Which Should You Take?

TUDCA comes out ahead for most readers on the criteria we weight: 3 catalogued goals, OTC dietary supplement, oral dosing, with a Tier-A outcome catalogued. Thymosin Alpha-1 is the right call when one of the conditionals below applies.

  • If your priority is immune support, pick Thymosin Alpha-1.
  • If your priority is post-training recovery, pick Thymosin Alpha-1.
  • If your priority is liver function, pick TUDCA.
  • If your priority is healthspan extension, pick TUDCA.

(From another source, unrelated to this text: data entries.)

/// # gittomd CLI Interface (Module)
///
/// Command parsing, configuration merging and user-visible reporting. The
/// repository-to-document pipeline itself lives in [`gittomd-core`]; this
/// module only decides where the repository comes from and where the
/// document goes.
///
/// [`gittomd-core`]: ../../gittomd-core/
use crate::load_config::{load_config, AppConfig, Overrides};
use crate::output::{self, Spinner};
use anyhow::{Context, Result};
use clap::Parser;
use gittomd_core::acquire::GitAcquirer;
use gittomd_core::contract::RepoSource;
use gittomd_core::document::Document;
use gittomd_core::pipeline::{generate_with_progress, Stage};
use gittomd_core::repo_id::RepoId;
use std::fmt;
use std::path::{Path, PathBuf};

/// Convert a GitHub repository into a single Markdown document.
#[derive(Debug, Parser)]
#[clap(
    name = "gittomd",
    version,
    about = "Convert a GitHub repository into a single Markdown document"
)]
pub struct Cli {
    /// GitHub repository URL, 'owner/repo' string, or path to a local directory
    pub repo: String,

    /// Output file path. If not provided, prints to stdout.
    #[clap(short = 'o', long = "output")]
    pub output: Option<PathBuf>,

    /// Path to a YAML config file
    #[clap(long)]
    pub config: Option<PathBuf>,

    /// Clone depth (0 for full history)
    #[clap(long)]
    pub depth: Option<u32>,

    /// Branch or tag to clone
    #[clap(long)]
    pub branch: Option<String>,

    /// Increase log verbosity (-v info, -vv debug, -vvv trace)
    #[clap(short = 'v', long = "verbose", action = clap::ArgAction::Count)]
    pub verbose: u8,

    /// Disable the progress spinner
    #[clap(long)]
    pub no_spinner: bool,
}

/// The positional argument is neither a directory nor a GitHub identifier.
#[derive(Debug)]
pub struct InvalidRepoIdentifier(pub String);

impl fmt::Display for InvalidRepoIdentifier {
    fn fmt(&self, f: &mut fmt::Formatter<'_>) -> fmt::Result {
        write!(f, "Invalid GitHub repository URL or format: {}", self.0)
    }
}

impl std::error::Error for InvalidRepoIdentifier {}

/// Resolves the positional argument: an existing directory wins, then GitHub identifiers.
pub fn resolve_source(input: &str) -> Option<RepoSource> {
    let path = Path::new(input);
    if path.is_dir() {
        return Some(RepoSource::Local(path.to_path_buf()));
    }
    RepoId::parse(input).map(RepoSource::GitHub)
}

/// Extracted async CLI logic entrypoint for integration tests and main().
/// Errors are returned, not printed; main() reports them once.
pub async fn run(cli: Cli) -> Result<()> {
    tracing::info!(repo = %cli.repo, "trace_initialised");

    let source = resolve_source(&cli.repo)
        .ok_or_else(|| InvalidRepoIdentifier(cli.repo.clone()))?;

    let config = load_config(
        cli.config.as_deref(),
        Overrides {
            depth: cli.depth,
            reference: cli.branch.clone(),
            output: cli.output.clone(),
        },
    )?;

    let document = produce(&config, &source, !cli.no_spinner).await?;

    for skipped in document.skipped() {
        output::warning(&format!("Could not read file {skipped}. Skipping."));
    }

    emit(&document, config.output.as_deref())
}

async fn produce(config: &AppConfig, source: &RepoSource, spinner: bool) -> Result<Document> {
    let progress = Spinner::start(spinner, format!("Starting process for {source}"));
    let acquirer = GitAcquirer::new(config.clone.clone());
    let is_remote = matches!(source, RepoSource::GitHub(_));

    let result = generate_with_progress(&acquirer, source, |stage| match stage {
        Stage::Acquiring if is_remote => progress.stage("Cloning repository..."),
        Stage::Acquiring => progress.stage("Reading local directory..."),
        Stage::Generating => progress.stage("Analyzing files and generating Markdown..."),
    })
    .await;

    match result {
        Ok(doc) => {
            progress.succeed("Markdown generated successfully!");
            Ok(doc)
        }
        Err(e) => {
            progress.fail("An error occurred.");
            tracing::error!(error = %e, "Document generation failed");
            Err(anyhow::Error::new(e))
        }
    }
}

fn emit(document: &Document, output_path: Option<&Path>) -> Result<()> {
    match output_path {
        Some(path) => {
            std::fs::write(path, document.text())
                .with_context(|| format!("Failed to write output file {}", path.display()))?;
            output::success(&format!("Output saved to {}", path.display()));
        }
        None => {
            println!("{}", document.text());
        }
    }
    Ok(())
}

Edge case: If you want to avoid Approved in 35+ countries as Zadaxin (hepatitis B, hepatitis C adjunct, immune support); not FDA approved in US; compounded by 503A/503B pharmacies for off-label use; not on WADA Prohibited List, TUDCA is the more accessible choice.

Default choice: TUDCA. Lower friction to source, a Tier-A evidence outcome catalogued, and broader goal coverage. Reach for Thymosin Alpha-1 only if your priority sits squarely in the goals it owns above.

This verdict is generated from each compound's schema (goals, legal status, evidence outcomes, dosing route). It updates automatically as our compound data evolves; the deeper read sits on each individual compound page.

Common questions

What is the difference between Thymosin Alpha-1 and TUDCA?

Thymosin Alpha-1 and TUDCA differ in category (peptide vs supplement), mechanism, and typical dosing. See the side-by-side table for full details.

Which has a longer half-life, Thymosin Alpha-1 or TUDCA?

Thymosin Alpha-1 half-life is 2 hours; TUDCA half-life is 4 hours.

Can you stack Thymosin Alpha-1 with TUDCA?

Stack compatibility depends on mechanism overlap, legal status, and individual response. Check each compound page for specific interactions and contraindications before combining.